Dalam pengamatan sejenak, penglolaan
studi al-Quran di beberapa Pascasarjana terdapat variasi model penglolaannya. Ada yang berhubungan
dengan tugas akademik, ada yang berhubungan dengan pengembangan bahan
pengajaran, ada yang berhubungan dengan peningkatan sumber daya manusia, dan
ada lagi penglolaan studi al-Quran yang diatur oleh kebijakan birokrasi.

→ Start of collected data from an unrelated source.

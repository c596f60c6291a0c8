//! Small browser helpers that have no server-side counterpart.

/// Offer `text` as a file download.
#[cfg(feature = "hydrate")]
pub fn download_text(file_name: &str, mime: &str, text: &str) -> Result<(), String> {
    use wasm_bindgen::{JsCast, JsValue};

    let js_err = |e: JsValue| format!("{e:?}");

    let parts = js_sys::Array::new();
    parts.push(&JsValue::from_str(text));
    let opts = web_sys::BlobPropertyBag::new();
    opts.set_type(mime);
    let blob = web_sys::Blob::new_with_str_sequence_and_options(&parts, &opts).map_err(js_err)?;
    let url = web_sys::Url::create_object_url_with_blob(&blob).map_err(js_err)?;

    let document = web_sys::window()
        .and_then(|w| w.document())
        .ok_or("no document")?;
    let anchor: web_sys::HtmlAnchorElement = document
        .create_element("a")
        .map_err(js_err)?
        .dyn_into()
        .map_err(|_| "cannot create download link".to_string())?;
    anchor.set_href(&url);
    anchor.set_download(file_name);
    anchor.click();
    web_sys::Url::revoke_object_url(&url).map_err(js_err)
}

#[cfg(not(feature = "hydrate"))]
pub fn download_text(_file_name: &str, _mime: &str, _text: &str) -> Result<(), String> {
    Err("downloads are only available in the browser".into())
}

/// Today's date in the browser's clock (UTC on the server).
pub fn today() -> chrono::NaiveDate {
    chrono::Utc::now().date_naive()
}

B. Idealisasi Kajian Studi
al-Quran
Studi
al-Quran merupakan tambahan cara belajar untuk mempelajari ilmu-ilmu al-Quran,
yang hendak dilaksanakan dengan mengevaluasi kegiatan setiap semester. Ada tiga pertanyaan yang
akan dievaluasi. Pertama apa yang akan dipelajari oleh mahasiswa dalam
Studi al-Quran. Secara jelas studi ini akan mempelajari dan mengembangkan
ilmu-ilmu al-Quran, baik dari segi teks yang ada pada Kitab Kuning, atau
teks itu dikaitkan pada konteks sosial dan budaya, sampai mereka
mengerti masalahnya. Kedua bagaimana cara mempelajari dan mengembangkan
ilmu-ilmu itu. Secara keilmuan studi al-Quran akan mempelajari kerangka
berfikir dan metoda yang diperlukan oleh studi teks dan studi konteks ilmu-ilmu
al-Quran tadi. Ketiga untuk apa kegunaan dan signifikansi materi itu
setelah dipelajari melalui Studi al-Quran. Intinya ada dua kepentingan, yaitu studi
untuk mengembangkan ilmu yang didapatkan dari studi al-Quran, dan untuk
mengembangkan jasa pengetahuan ilmiah dalam memenuhi kebutuhan hidup manusia,
yang menggumuli al-Quran.
C. Materi Kurikulum Studi
al-Quran
Secara singkat kurikulum studi
al-Quran menawarkan dua studi, yaitu studi teks al-Quran dan studi konteks
al-Quran. Studi teks menawarkan tiga bidang kajian, yang dirinci dalam (ABC), dan studi konteks menawarkan tiga bidang kajian juga
yang dirinci dalam (DEF).
Wilayah A mempelajari tentang bacaan
al-Quran, diawali dari pelajaran huruf-huruf al-Quran, meliputi studi makharij al-huruf, termasuk jenis
huruf dan sifatnya, studi Ilmu tajwid, dan ilmu qiraat terutama qiraat
mu’tawatirah. Semua ilmu tadi sudah banyak ditulis oleh para ulama dalam
Kitab-kitab Kuning. Targetnya menjadi kreteria pembacaan dan atau penghafalan
al-Quran sesuai dengan target Musabaqah Tilawat al-Quran (MTQ) yaitu menuntut fashahah
dalam membaca al-Quran. Di samping itu, masuk wilayah A juga adalah tulisan
al-Quran baik dari segi rasm atau dari segi bentuk tulisan seperti tsulutsi,
nasakhi, riq’iy, farisi, dan lain-lain, termasuk tulisan yang diekspresikan
dalam karya seni tulis dan kaligrafi al-Quran.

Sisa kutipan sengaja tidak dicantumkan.